Selama satu tahun pandemi Covid-19, kebisingan konser musik lenyap. Seiring dengan itu, penghasilan pelaku industri konser menguap. Mereka hanya bisa berharap roda industri konser bisa bergulir lagi.
Sekitar dua pekan lalu, sejak sore hingga menjelang tengah malam, pasangan duet Endah Widiastuti dan Rhesa Aditya kedatangan tamu di Earhouse, warung yang mereka kelola di daerah Pamulang, Tangerang Selatan. Tetamu itu di antaranya adalah musisi Pamungkas dan manajernya; Dado Darmawan yang menjadi manajer Jason Ranti; dan Cak Hend dari tim trio Nonaria.

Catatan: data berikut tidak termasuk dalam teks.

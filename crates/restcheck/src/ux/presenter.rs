use console::Style;
use restcheck_core::Scenario;
use restcheck_core::scenario::{Outcome, RunReport, ScenarioResult};

pub fn format_result_line(result: &ScenarioResult) -> String {
    let elapsed = format!("{:.2}s", result.elapsed.as_secs_f32());
    let dim = Style::new().white().dim();
    match &result.outcome {
        Outcome::Passed => format!(
            "{} {} {}",
            Style::new().green().bold().apply_to("PASS"),
            result.name,
            dim.apply_to(elapsed)
        ),
        Outcome::Failed(message) => format!(
            "{} {} {}\n     {}",
            Style::new().red().bold().apply_to("FAIL"),
            result.name,
            dim.apply_to(elapsed),
            message
        ),
    }
}

pub fn format_summary(report: &RunReport) -> String {
    let total: f32 = report
        .results
        .iter()
        .map(|r| r.elapsed.as_secs_f32())
        .sum();
    let status = if report.is_success() {
        Style::new().green().bold().apply_to("◼ All scenarios passed.")
    } else {
        Style::new().red().bold().apply_to("◼ Some scenarios failed.")
    };
    format!(
        "{status} {} passed, {} failed, {:.2}s total (started {}).",
        report.passed(),
        report.failed(),
        total,
        report.started_at.format("%Y-%m-%d %H:%M:%S")
    )
}

pub fn format_listing(scenarios: &[Box<dyn Scenario>]) -> String {
    let width = scenarios.iter().map(|s| s.name().len()).max().unwrap_or(0);
    scenarios
        .iter()
        .map(|s| {
            format!(
                "{:<width$}  {:<9}  {}",
                s.name(),
                s.group().as_str(),
                s.description()
            )
        })
        .collect::<Vec<_>>()
        .join("\n")
}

Mereka saling melontarkan keluh-kesah selama satu tahun bertahan hidup di tengah paceklik panggung terkait pandemi Covid-19. ”Intinya, kami sama-sama rindu panggung, sama-sama gelisah kapan bisa manggung lagi. Di luar musisi, ada banyak pekerja yang hidupnya terkait konser, misalnya pedagang makanan dan minuman, teknisi panggung, dan jasa sewa sound system,” kata Endah Widiastuti, Senin (8/3/2021).
Artis atau musisi, kata Endah, masih bisa menikmati hasil dari pertunjukan virtual—meski bayarannya tak sebesar konser konvensional. Endah N Rhesa, misalnya, bisa tampil virtual sebulan dua kali demi menghidupi mereka dan orang-orang yang bekerja untuk mereka. Meski demikian, industri pertunjukan musik punya ekosistem kompleks yang melibatkan banyak orang.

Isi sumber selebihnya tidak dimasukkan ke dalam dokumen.